Abstract
With small-scale quantum processors transitioning from experimental physics labs to industrial products, these processors in a few years are expected to scale up and be more robust for efficiently computing important algorithms in various fields. In this paper, we propose a quantum algorithm to address the challenging field of data processing for genome sequence reconstruction. This research describes an architecture-aware implementation of a quantum algorithm for sub-sequence alignment. A new algorithm named QiBAM (quantum indexed bidirectional associative memory) is proposed, which uses approximate pattern-matching based on Hamming distances. QiBAM extends the Grover’s search algorithm in two ways, allowing: (1) approximate matches needed for read errors in genomics, and (2) a distributed search for multiple solutions over the quantum encoding of DNA sequences. This approach gives a quadratic speedup over the classical algorithm. A full implementation of the algorithm is provided and verified using the OpenQL compiler and QX Simulator framework. Our implementation represents a first exploration towards a full-stack quantum accelerated genome sequencing pipeline design.
Highlights
The idea of using the fundamental physical building blocks of nature for computation [1] laid the foundation for the second quantum revolution, focusing on controlling quantum systems and engineering them for arbitrary computation, instead of a passive understanding of quantum mechanical phenomena
We construct a heuristic-free quantum algorithm primitive to achieve a high performance global alignment algorithm. This is explored in this research, where we present the quantum algorithm corresponding to a naive sub-sequence alignment, which can currently be implemented as a proof-of-concept using simulators
This research is motivated by the bottleneck of DNA sequence reconstruction in genomics, and explores how quantum acceleration can be applied in this domain
Summary
The idea of using the fundamental physical building blocks of nature for computation [1] laid the foundation for the second quantum revolution, focusing on controlling quantum systems and engineering them for arbitrary computation, instead of a passive understanding of quantum mechanical phenomena.

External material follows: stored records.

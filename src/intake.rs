//! Submission intake: request parsing and the inbound listener.
//!
//! A request is one newline-terminated line of six comma-separated fields:
//! `<unused>,<sessionID>,<sourcePath>,<languageID 0-5>,<testcaseDirPath>,<scoreWeight>`.

use std::path::PathBuf;
use std::time::Duration;

use thiserror::Error;
use tokio::io::{AsyncBufReadExt, BufReader};
use tokio::net::{TcpListener, TcpStream};
use tracing::{info, warn};

use crate::judge::Judge;
use crate::language::Language;
use crate::sandbox::SandboxRuntime;

/// Number of fields in a submission line.
pub const FIELD_COUNT: usize = 6;

/// How long a client may take to send its submission line.
const READ_TIMEOUT: Duration = Duration::from_secs(10);

#[derive(Debug, Clone, PartialEq, Eq, Error)]
pub enum IntakeError {
    #[error("field {index} contains characters outside [A-Za-z0-9./_]")]
    InvalidCharacters { index: usize },

    #[error("too few args: expected {FIELD_COUNT} fields, got {0}")]
    TooFewFields(usize),

    #[error("too many args: expected {FIELD_COUNT} fields, got {0}")]
    TooManyFields(usize),

    #[error("session id is empty")]
    EmptySessionId,

    #[error("unknown language id {0:?}")]
    UnknownLanguage(String),

    #[error("invalid score weight {0:?}")]
    InvalidScore(String),
}

/// A request that failed validation, with whatever session id could be
/// recovered for the report.
#[derive(Debug, Clone, PartialEq, Eq)]
pub struct Rejection {
    pub session_id: String,
    pub reason: IntakeError,
}

/// A validated submission request.
#[derive(Debug, Clone, PartialEq, Eq)]
pub struct SubmissionRequest {
    pub session_id: String,
    pub source_path: PathBuf,
    pub language: Language,
    pub testcase_dir: PathBuf,
    pub score: i64,
}

fn allowed(field: &str) -> bool {
    field
        .chars()
        .all(|c| c.is_ascii_alphanumeric() || matches!(c, '.' | '/' | '_'))
}

impl SubmissionRequest {
    /// Parse and validate one submission line.
    ///
    /// Character checks run before the arity check, and both before any
    /// field is interpreted.
    pub fn parse(line: &str) -> Result<Self, Rejection> {
        let fields: Vec<&str> = line.split(',').map(str::trim).collect();

        let session_id = fields
            .get(1)
            .filter(|id| allowed(id))
            .map(ToString::to_string)
            .unwrap_or_default();
        let reject = |reason| Rejection {
            session_id: session_id.clone(),
            reason,
        };

        if let Some(index) = fields.iter().position(|f| !allowed(f)) {
            return Err(reject(IntakeError::InvalidCharacters { index }));
        }
        if fields.len() < FIELD_COUNT {
            return Err(reject(IntakeError::TooFewFields(fields.len())));
        }
        if fields.len() > FIELD_COUNT {
            return Err(reject(IntakeError::TooManyFields(fields.len())));
        }
        if session_id.is_empty() {
            return Err(reject(IntakeError::EmptySessionId));
        }

        let language = fields[3]
            .parse::<u8>()
            .ok()
            .and_then(Language::from_id)
            .ok_or_else(|| reject(IntakeError::UnknownLanguage(fields[3].to_string())))?;
        let score = fields[5]
            .parse::<i64>()
            .map_err(|_| reject(IntakeError::InvalidScore(fields[5].to_string())))?;

        Ok(Self {
            session_id: session_id.clone(),
            source_path: PathBuf::from(fields[2]),
            language,
            testcase_dir: PathBuf::from(fields[4]),
            score,
        })
    }
}

/// Accept submission connections forever, one judge task per line.
pub async fn serve<R: SandboxRuntime + 'static>(judge: Judge<R>, listener: TcpListener) {
    if let Ok(addr) = listener.local_addr() {
        info!(%addr, "Accepting submissions");
    }

    loop {
        match listener.accept().await {
            Ok((stream, peer)) => {
                let judge = judge.clone();
                tokio::spawn(async move {
                    match read_request_line(stream).await {
                        Ok(line) => judge.handle(&line).await,
                        Err(e) => warn!(%peer, error = %e, "Failed to read submission"),
                    }
                });
            }
            Err(e) => warn!(error = %e, "Failed to accept submission connection"),
        }
    }
}

async fn read_request_line(stream: TcpStream) -> anyhow::Result<String> {
    let mut reader = BufReader::new(stream);
    let mut line = String::new();
    tokio::time::timeout(READ_TIMEOUT, reader.read_line(&mut line))
        .await
        .map_err(|_| anyhow::anyhow!("No submission line within {READ_TIMEOUT:?}"))??;
    Ok(line)
}
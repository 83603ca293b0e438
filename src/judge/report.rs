//! Result formatting and delivery to the backend.

use std::fmt;

use anyhow::{Context, Result};
use tokio::io::AsyncWriteExt;
use tokio::net::TcpStream;
use tracing::{debug, info, instrument};

use super::verdict::Verdict;

/// Human-readable trace accumulated while judging one submission.
#[derive(Debug, Clone, Default, PartialEq, Eq)]
pub struct Diagnostics(String);

impl Diagnostics {
    /// Append one line. Also emitted as a debug event.
    pub fn note(&mut self, args: fmt::Arguments<'_>) {
        debug!(note = %args, "Diagnostic");
        self.0.push_str(&args.to_string());
        self.0.push('\n');
    }

    /// Append raw text, such as captured stderr, line by line.
    pub fn append(&mut self, text: &str) {
        for line in text.trim_end_matches('\n').split('\n') {
            self.note(format_args!("{line}"));
        }
    }

    pub fn as_str(&self) -> &str {
        &self.0
    }
}

/// The per-test entry of a result line.
#[derive(Debug, Clone, PartialEq, Eq)]
pub struct TestOutcome {
    pub name: String,
    pub elapsed_ms: i64,
    pub verdict: Verdict,
}

/// Everything the backend receives for one submission.
#[derive(Debug, Clone, PartialEq, Eq)]
pub struct JudgeReport {
    pub session_id: String,
    pub result_line: String,
    pub diagnostics: String,
}

impl JudgeReport {
    /// Report for a submission that finished testing.
    pub fn judged(
        session_id: &str,
        overall_elapsed_ms: i64,
        overall: Verdict,
        score: i64,
        tests: &[TestOutcome],
        diagnostics: &Diagnostics,
    ) -> Self {
        let awarded = if overall == Verdict::Accepted { score } else { 0 };
        let per_test: String = tests
            .iter()
            .map(|test| format!("{},{},", test.verdict, test.elapsed_ms))
            .collect();
        let result_line =
            format!("{session_id},{overall_elapsed_ms},undef,{overall},{awarded},{per_test}");

        Self {
            session_id: session_id.to_string(),
            result_line,
            diagnostics: diagnostics.as_str().to_string(),
        }
    }

    /// Report for a submission that never reached or finished testing.
    pub fn failed(session_id: &str, verdict: Verdict, diagnostics: &Diagnostics) -> Self {
        Self {
            session_id: session_id.to_string(),
            result_line: format!("{session_id},-1,undef,{verdict},0,"),
            diagnostics: diagnostics.as_str().to_string(),
        }
    }

    /// The verdict label carried by the result line.
    pub fn verdict_label(&self) -> Option<&str> {
        self.result_line.split(',').nth(3)
    }

    /// The two newline-terminated lines sent to the backend.
    pub fn render(&self) -> String {
        let result = self.result_line.trim_matches('\n');
        let error = format!("error,{},{}", self.session_id, self.diagnostics);
        format!("{result}\n{}\n", error.trim_matches('\n'))
    }

    /// Send the report in a single write. Not retried; no acknowledgment is
    /// awaited.
    #[instrument(skip(self), fields(session = %self.session_id))]
    pub async fn deliver(&self, backend_addr: &str) -> Result<()> {
        let payload = self.render();
        let mut stream = TcpStream::connect(backend_addr)
            .await
            .with_context(|| format!("Failed to connect to backend {backend_addr}"))?;
        stream
            .write_all(payload.as_bytes())
            .await
            .context("Failed to write result")?;
        stream.shutdown().await.context("Failed to close result stream")?;

        info!(result = %self.result_line, "Result delivered");
        Ok(())
    }
}

#[cfg(test)]
mod tests {
    use super::*;
    use tokio::io::AsyncReadExt;
    use tokio::net::TcpListener;

    fn outcome(name: &str, elapsed_ms: i64, verdict: Verdict) -> TestOutcome {
        TestOutcome {
            name: name.into(),
            elapsed_ms,
            verdict,
        }
    }

    #[test]
    fn accepted_awards_full_score() {
        let tests = [
            outcome("01.txt", 12, Verdict::Accepted),
            outcome("02.txt", 30, Verdict::Accepted),
        ];
        let report = JudgeReport::judged("s1", 30, Verdict::Accepted, 100, &tests, &Diagnostics::default());
        assert_eq!(report.result_line, "s1,30,undef,AC,100,AC,12,AC,30,");
        assert_eq!(report.verdict_label(), Some("AC"));
    }

    #[test]
    fn anything_else_awards_zero() {
        let tests = [
            outcome("01.txt", 12, Verdict::Accepted),
            outcome("02.txt", 2100, Verdict::TimeLimitExceeded),
        ];
        let report = JudgeReport::judged(
            "s1",
            2100,
            Verdict::TimeLimitExceeded,
            100,
            &tests,
            &Diagnostics::default(),
        );
        assert_eq!(report.result_line, "s1,2100,undef,TLE,0,AC,12,TLE,2100,");
    }

    #[test]
    fn failed_report_shape() {
        let mut diagnostics = Diagnostics::default();
        diagnostics.note(format_args!("Main.c:1: error"));
        let report = JudgeReport::failed("s2", Verdict::CompileError, &diagnostics);
        assert_eq!(
            report.render(),
            "s2,-1,undef,CE,0,\nerror,s2,Main.c:1: error\n"
        );
    }

    #[test]
    fn render_ends_each_line_with_one_newline() {
        let mut diagnostics = Diagnostics::default();
        diagnostics.append("line one\nline two\n");
        let report = JudgeReport::failed("s3", Verdict::InternalError, &diagnostics);

        let rendered = report.render();
        assert!(rendered.ends_with("line two\n"));
        assert!(!rendered.ends_with("\n\n"));
        assert!(rendered.starts_with("s3,-1,undef,IE,0,\nerror,s3,line one\n"));
    }

    #[test]
    fn empty_diagnostics_still_produce_error_line() {
        let report = JudgeReport::failed("", Verdict::InternalError, &Diagnostics::default());
        assert_eq!(report.render(), ",-1,undef,IE,0,\nerror,,\n");
    }

    #[tokio::test]
    async fn deliver_writes_both_lines() {
        let listener = TcpListener::bind("127.0.0.1:0").await.unwrap();
        let addr = listener.local_addr().unwrap().to_string();

        let backend = tokio::spawn(async move {
            let (mut conn, _) = listener.accept().await.unwrap();
            let mut received = String::new();
            conn.read_to_string(&mut received).await.unwrap();
            received
        });

        let report = JudgeReport::failed("s4", Verdict::InternalError, &Diagnostics::default());
        report.deliver(&addr).await.unwrap();

        assert_eq!(backend.await.unwrap(), "s4,-1,undef,IE,0,\nerror,s4,\n");
    }

    #[tokio::test]
    async fn deliver_to_closed_backend_fails() {
        let addr = {
            let listener = TcpListener::bind("127.0.0.1:0").await.unwrap();
            listener.local_addr().unwrap().to_string()
        };
        let report = JudgeReport::failed("s5", Verdict::InternalError, &Diagnostics::default());
        assert!(report.deliver(&addr).await.is_err());
    }
}
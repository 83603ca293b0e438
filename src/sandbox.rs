//! Sandbox runtime trait and per-submission lifecycle.
//!
//! A runtime knows how to create, start, inspect, stop, and remove one
//! named container and how to move files in and out of it. The
//! [`SandboxManager`] layers the submission lifecycle on top: acquire
//! returns a running sandbox with a routable address, release always
//! stops and removes it, recording failures as diagnostics.

mod docker;

pub use docker::DockerRuntime;

use std::sync::Arc;
use std::time::Duration;

use anyhow::Result;
use async_trait::async_trait;
use tracing::{info, instrument, warn};

use crate::config::Config;
use crate::error::JudgeError;
use crate::judge::Diagnostics;

/// Delay between address inspections of a fresh sandbox.
const ADDRESS_POLL_INTERVAL: Duration = Duration::from_millis(100);

/// Operations the judge needs from a container runtime.
///
/// Sandboxes are addressed by name; the judge names each one after its
/// session identifier.
#[async_trait]
pub trait SandboxRuntime: Send + Sync {
    /// Create a stopped sandbox from `image`.
    async fn create(&self, name: &str, image: &str) -> Result<()>;

    /// Start a created sandbox.
    async fn start(&self, name: &str) -> Result<()>;

    /// Private network address, or `None` while not yet assigned.
    async fn address(&self, name: &str) -> Result<Option<String>>;

    /// Stop the sandbox, killing it after `timeout`.
    async fn stop(&self, name: &str, timeout: Duration) -> Result<()>;

    /// Force-remove the sandbox and its volumes.
    async fn remove(&self, name: &str) -> Result<()>;

    /// Write `contents` to the absolute `path` inside the sandbox.
    async fn write_file(&self, name: &str, path: &str, contents: &[u8]) -> Result<()>;

    /// Read the file at the absolute `path` inside the sandbox.
    async fn read_file(&self, name: &str, path: &str) -> Result<Vec<u8>>;
}

/// A running sandbox owned by exactly one submission.
#[derive(Debug, Clone, PartialEq, Eq)]
pub struct Sandbox {
    pub name: String,
    pub address: String,
}

/// Creates and destroys one sandbox per submission.
pub struct SandboxManager<R> {
    runtime: Arc<R>,
    image: String,
    stop_timeout: Duration,
    address_attempts: u32,
}

impl<R> Clone for SandboxManager<R> {
    fn clone(&self) -> Self {
        Self {
            runtime: Arc::clone(&self.runtime),
            image: self.image.clone(),
            stop_timeout: self.stop_timeout,
            address_attempts: self.address_attempts,
        }
    }
}

impl<R: SandboxRuntime> SandboxManager<R> {
    pub fn new(runtime: Arc<R>, config: &Config) -> Self {
        Self {
            runtime,
            image: config.image.clone(),
            stop_timeout: config.stop_timeout(),
            address_attempts: config.address_attempts.max(1),
        }
    }

    pub fn runtime(&self) -> &R {
        &self.runtime
    }

    /// Create and start the sandbox for `session_id` and wait for its
    /// address.
    ///
    /// If anything after creation fails, the half-built sandbox is released
    /// before the error is returned.
    #[instrument(skip(self, diagnostics))]
    pub async fn acquire(
        &self,
        session_id: &str,
        diagnostics: &mut Diagnostics,
    ) -> Result<Sandbox, JudgeError> {
        self.runtime
            .create(session_id, &self.image)
            .await
            .map_err(|e| JudgeError::sandbox(session_id, e.context("create failed")))?;

        match self.start_and_locate(session_id).await {
            Ok(address) => {
                info!(session = %session_id, %address, "Sandbox ready");
                Ok(Sandbox {
                    name: session_id.to_string(),
                    address,
                })
            }
            Err(e) => {
                self.teardown(session_id, diagnostics).await;
                Err(e)
            }
        }
    }

    async fn start_and_locate(&self, name: &str) -> Result<String, JudgeError> {
        self.runtime
            .start(name)
            .await
            .map_err(|e| JudgeError::sandbox(name, e.context("start failed")))?;

        for _ in 0..self.address_attempts {
            let address = self
                .runtime
                .address(name)
                .await
                .map_err(|e| JudgeError::sandbox(name, e.context("inspect failed")))?;
            if let Some(address) = address.filter(|a| !a.is_empty()) {
                return Ok(address);
            }
            tokio::time::sleep(ADDRESS_POLL_INTERVAL).await;
        }

        Err(JudgeError::sandbox(
            name,
            anyhow::anyhow!(
                "no network address after {} inspections",
                self.address_attempts
            ),
        ))
    }

    /// Stop and remove the sandbox. Failures become diagnostics.
    pub async fn release(&self, sandbox: Sandbox, diagnostics: &mut Diagnostics) {
        self.teardown(&sandbox.name, diagnostics).await;
    }

    async fn teardown(&self, name: &str, diagnostics: &mut Diagnostics) {
        if let Err(e) = self.runtime.stop(name, self.stop_timeout).await {
            warn!(sandbox = %name, error = %e, "Failed to stop sandbox");
            diagnostics.note(format_args!("stop sandbox: {e:#}"));
        }
        if let Err(e) = self.runtime.remove(name).await {
            warn!(sandbox = %name, error = %e, "Failed to remove sandbox");
            diagnostics.note(format_args!("remove sandbox: {e:#}"));
        }
        info!(sandbox = %name, "Sandbox released");
    }
}
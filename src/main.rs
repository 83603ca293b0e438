//! cafecoder judge
//!
//! Accepts submission lines, judges each one in its own Docker sandbox,
//! and reports verdicts to the backend.

use std::path::PathBuf;
use std::sync::Arc;

use anyhow::{Context, Result};
use clap::Parser;
use tokio::net::TcpListener;
use tracing::info;
use tracing_subscriber::EnvFilter;

use cafecoder_judge::{
    config::Config, correlator::Correlator, intake, judge::Judge, sandbox::DockerRuntime,
};

#[derive(Parser, Debug)]
#[command(name = "cafecoder-judge")]
#[command(about = "Judge orchestrator that runs submissions in Docker sandboxes")]
struct Args {
    /// JSON configuration file (overrides CAFECODER_JUDGE_CONFIG)
    #[arg(long)]
    config: Option<PathBuf>,

    /// Log level (trace, debug, info, warn, error)
    #[arg(long, default_value = "info")]
    log_level: String,
}

#[tokio::main]
async fn main() -> Result<()> {
    let args = Args::parse();

    tracing_subscriber::fmt()
        .with_env_filter(
            EnvFilter::try_from_default_env().unwrap_or_else(|_| EnvFilter::new(&args.log_level)),
        )
        .with_writer(std::io::stderr)
        .init();

    let config = Config::load(args.config.as_deref()).context("Failed to load configuration")?;
    info!(
        image = %config.image,
        backend = %config.backend_addr,
        control_port = config.control_port,
        "Loaded configuration"
    );

    let runtime = DockerRuntime::connect()?;

    let correlator = Correlator::new();
    let completions = TcpListener::bind(&config.completion_addr)
        .await
        .with_context(|| format!("Failed to bind completion listener {}", config.completion_addr))?;
    tokio::spawn(Arc::clone(&correlator).serve(completions));

    let submissions = TcpListener::bind(&config.intake_addr)
        .await
        .with_context(|| format!("Failed to bind submission listener {}", config.intake_addr))?;

    let judge = Judge::new(Arc::new(config), Arc::new(runtime), correlator);
    intake::serve(judge, submissions).await;

    Ok(())
}
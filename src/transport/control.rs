//! Fire-and-forget command client for sandbox agents.
//!
//! Each command gets a fresh connection to `address:control_port`. The
//! client only confirms transmission; results arrive later through the
//! completion correlator.

use tokio::net::TcpStream;
use tracing::{debug, instrument};

use super::protocol::CommandRequest;
use super::send_message;
use crate::error::JudgeError;

#[derive(Debug, Clone, Copy)]
pub struct ControlClient {
    port: u16,
}

impl ControlClient {
    pub const fn new(port: u16) -> Self {
        Self { port }
    }

    /// Transmit one command. Never retried.
    #[instrument(skip(self, request), fields(session = %request.session_id, mode = ?request.mode))]
    pub async fn send(&self, address: &str, request: &CommandRequest) -> Result<(), JudgeError> {
        let addr = format!("{address}:{}", self.port);
        let io_error = |source| JudgeError::Control {
            addr: addr.clone(),
            source,
        };

        let mut stream = TcpStream::connect(&addr).await.map_err(io_error)?;
        send_message(&mut stream, request)
            .await
            .map_err(|e| io_error(std::io::Error::other(e)))?;

        debug!(command = %request.command, "Command sent");
        Ok(())
    }
}
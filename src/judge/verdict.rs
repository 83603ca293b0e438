//! Verdicts and per-test classification.

use std::fmt;

/// Judging outcome, ordered worst-wins.
///
/// The derived ordering is the aggregation rule: a submission's verdict is
/// the maximum over its tests.
#[derive(Debug, Clone, Copy, Default, PartialEq, Eq, PartialOrd, Ord, Hash)]
pub enum Verdict {
    #[default]
    Accepted,
    WrongAnswer,
    TimeLimitExceeded,
    RuntimeError,
    /// Reserved; no code path produces it.
    MemoryLimitExceeded,
    CompileError,
    InternalError,
}

impl Verdict {
    pub const fn label(self) -> &'static str {
        match self {
            Self::Accepted => "AC",
            Self::WrongAnswer => "WA",
            Self::TimeLimitExceeded => "TLE",
            Self::RuntimeError => "RE",
            Self::MemoryLimitExceeded => "MLE",
            Self::CompileError => "CE",
            Self::InternalError => "IE",
        }
    }
}

impl fmt::Display for Verdict {
    fn fmt(&self, f: &mut fmt::Formatter<'_>) -> fmt::Result {
        f.write_str(self.label())
    }
}

/// Classify one finished test run.
///
/// Time is checked first (`elapsed_ms > tle_threshold_ms`), then stderr,
/// then output.
pub fn classify(
    elapsed_ms: i64,
    tle_threshold_ms: i64,
    stdout: &str,
    stderr: &str,
    expected: &str,
) -> Verdict {
    if elapsed_ms > tle_threshold_ms {
        Verdict::TimeLimitExceeded
    } else if !stderr.is_empty() {
        Verdict::RuntimeError
    } else if outputs_match(stdout, expected) {
        Verdict::Accepted
    } else {
        Verdict::WrongAnswer
    }
}

/// Line-by-line comparison with each line trimmed.
///
/// Only the first `min(actual, expected)` lines are compared, so surplus
/// lines on either side are never checked.
pub fn outputs_match(actual: &str, expected: &str) -> bool {
    actual
        .split('\n')
        .zip(expected.split('\n'))
        .all(|(a, e)| a.trim() == e.trim())
}

#[cfg(test)]
mod tests {
    use super::*;

    #[test]
    fn ordering_is_worst_wins() {
        let ranked = [
            Verdict::Accepted,
            Verdict::WrongAnswer,
            Verdict::TimeLimitExceeded,
            Verdict::RuntimeError,
            Verdict::MemoryLimitExceeded,
            Verdict::CompileError,
            Verdict::InternalError,
        ];
        assert!(ranked.windows(2).all(|w| w[0] < w[1]));
        assert_eq!(
            [Verdict::WrongAnswer, Verdict::RuntimeError, Verdict::Accepted].into_iter().max(),
            Some(Verdict::RuntimeError)
        );
    }

    #[test]
    fn labels() {
        assert_eq!(Verdict::Accepted.to_string(), "AC");
        assert_eq!(Verdict::TimeLimitExceeded.to_string(), "TLE");
        assert_eq!(Verdict::InternalError.label(), "IE");
    }

    #[test]
    fn extra_actual_lines_are_ignored() {
        assert!(outputs_match("3\n5\nextra", "3\n5"));
        assert_eq!(classify(10, 2000, "3\n5\nextra", "", "3\n5"), Verdict::Accepted);
    }

    #[test]
    fn missing_actual_lines_are_ignored() {
        assert!(outputs_match("3", "3\n5\n"));
    }

    #[test]
    fn lines_are_trimmed() {
        assert!(outputs_match("Hello  \r\n", "Hello\n"));
        assert!(outputs_match("  42", "42"));
    }

    #[test]
    fn mismatch_is_wrong_answer() {
        assert_eq!(classify(10, 2000, "3\n6\n", "", "3\n5\n"), Verdict::WrongAnswer);
    }

    #[test]
    fn empty_output_against_nonempty_expected() {
        assert_eq!(classify(10, 2000, "", "", "Hello\n"), Verdict::WrongAnswer);
    }

    #[test]
    fn tle_boundary_is_inclusive_on_pass_side() {
        assert_eq!(classify(2000, 2000, "ok", "", "ok"), Verdict::Accepted);
        assert_eq!(classify(2001, 2000, "ok", "", "ok"), Verdict::TimeLimitExceeded);
    }

    #[test]
    fn tle_wins_over_stderr_and_mismatch() {
        assert_eq!(classify(2500, 2000, "x", "boom", "y"), Verdict::TimeLimitExceeded);
    }

    #[test]
    fn stderr_is_runtime_error_even_with_correct_output() {
        assert_eq!(classify(5, 2000, "ok", "warning", "ok"), Verdict::RuntimeError);
    }
}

The development of quantum algorithms for various use-cases is a very active field of research These proof-of-concept implementations can be tested [3] for small (up to around 50 qubits [4]) problem instances on quantum simulators. Our work [7] in this article falls under the umbrella of quantum search-based algorithms, where the high dimensional state space of the qubits are harnessed to explore/search an optimization landscape faster and better While these generic algorithms are ubiquitous in computer science and data-structures, in this research an exemplary case of DNA sequencing application is considered in depth. Quantum approaches to DNA sequencing have not been explored in much depth before This is the first time [7] a gate-based quantum algorithm has been presented where the DNA index of the best matching sub-string is retrieved with high probability.